━━━ Records shown ━━━

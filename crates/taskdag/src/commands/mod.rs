//! Command implementations.
//!
//! Every command loads the store, calls into the engine and returns the text
//! to print. Mutating commands save only after the engine accepted the change.

pub mod analyze;
pub mod dep;
pub mod snapshot;
pub mod task;

use crate::cli::Commands;
use crate::errors::{CliError, OkEnvelope};
use crate::store::Store;
use serde::Serialize;
use taskdag_graph::{TaskGraph, TaskId};

/// Shared state for command execution.
#[derive(Debug, Clone)]
pub struct CommandContext {
    /// Where the graph is persisted.
    pub store: Store,
    /// Render results as JSON envelopes.
    pub json: bool,
}

impl CommandContext {
    /// Create a context for the given store.
    #[must_use]
    pub const fn new(store: Store, json: bool) -> Self {
        Self { store, json }
    }

    /// Render `data` as a JSON envelope, or `text()` in human mode.
    pub(crate) fn render<T: Serialize>(
        &self,
        data: &T,
        text: impl FnOnce() -> String,
    ) -> Result<String, CliError> {
        if self.json {
            serde_json::to_string_pretty(&OkEnvelope::new(data))
                .map_err(|e| CliError::other(format!("Failed to serialize output: {e}")))
        } else {
            Ok(text())
        }
    }
}

/// Execute a parsed command and return its output.
///
/// # Errors
///
/// Returns a [`CliError`] if the store cannot be read or written, a task
/// reference does not resolve, or the engine rejects the operation.
pub fn execute(command: Commands, ctx: &CommandContext) -> Result<String, CliError> {
    match command {
        Commands::Task { subcommand } => task::execute(subcommand, ctx),
        Commands::Dep { subcommand } => dep::execute(subcommand, ctx),
        Commands::Levels => analyze::levels(ctx),
        Commands::Critical => analyze::critical(ctx),
        Commands::Matrix => analyze::matrix(ctx),
        Commands::Analyze => analyze::analyze(ctx),
        Commands::Clear { yes } => snapshot::clear(ctx, yes),
        Commands::Export => snapshot::export(ctx),
        Commands::Import { file, strict } => snapshot::import(ctx, &file, strict),
    }
}

/// Resolve a task reference: exact id, then unique name, then unique id prefix.
///
/// # Errors
///
/// Returns a config error if the reference is blank, nothing matches, or the
/// reference is ambiguous.
pub fn resolve_task(graph: &TaskGraph, reference: &str) -> Result<TaskId, CliError> {
    if reference.trim().is_empty() {
        return Err(CliError::config_with_help(
            "Task reference is empty",
            "Pass a task id, a unique name or a unique id prefix",
        ));
    }

    let exact = TaskId::from(reference);
    if graph.contains_task(&exact) {
        return Ok(exact);
    }

    let by_name = graph.find_by_name(reference);
    match by_name.as_slice() {
        [task] => return Ok(task.id.clone()),
        [] => {}
        many => {
            let ids = many
                .iter()
                .map(|t| t.id.as_str())
                .collect::<Vec<_>>()
                .join(", ");
            return Err(CliError::config_with_help(
                format!("Task name '{reference}' is ambiguous"),
                format!("Use one of the ids instead: {ids}"),
            ));
        }
    }

    let by_prefix: Vec<&TaskId> = graph
        .tasks()
        .map(|t| &t.id)
        .filter(|id| id.as_str().starts_with(reference))
        .collect();
    match by_prefix.as_slice() {
        [id] => Ok((*id).clone()),
        [] => Err(CliError::config_with_help(
            format!("No task matches '{reference}'"),
            "Run 'taskdag task list' to see task names and ids",
        )),
        _ => Err(CliError::config_with_help(
            format!("Task id prefix '{reference}' is ambiguous"),
            "Use more characters of the id",
        )),
    }
}

/// Name of a task for display, falling back to its id.
pub(crate) fn display_name(graph: &TaskGraph, id: &TaskId) -> String {
    graph
        .task(id)
        .map_or_else(|| id.to_string(), |task| task.name.clone())
}

/// Render rows as left-aligned columns separated by two spaces.
pub(crate) fn table(headers: &[&str], rows: &[Vec<String>]) -> String {
    let mut widths: Vec<usize> = headers.iter().map(|h| h.chars().count()).collect();
    for row in rows {
        for (width, cell) in widths.iter_mut().zip(row) {
            *width = (*width).max(cell.chars().count());
        }
    }

    let mut lines = vec![render_row(headers.iter().copied(), &widths)];
    for row in rows {
        lines.push(render_row(row.iter().map(String::as_str), &widths));
    }
    lines.join("\n")
}

fn render_row<'a>(cells: impl Iterator<Item = &'a str>, widths: &[usize]) -> String {
    cells
        .zip(widths)
        .map(|(cell, &width)| format!("{cell:<width$}"))
        .collect::<Vec<_>>()
        .join("  ")
        .trim_end()
        .to_string()
}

━━━

• Directions for this task: Reproduce every line of the listing above in which the string "ambiguous" appears.

• Answer below:
/// reference is ambiguous.
                format!("Task name '{reference}' is ambiguous"),
            format!("Task id prefix '{reference}' is ambiguous"),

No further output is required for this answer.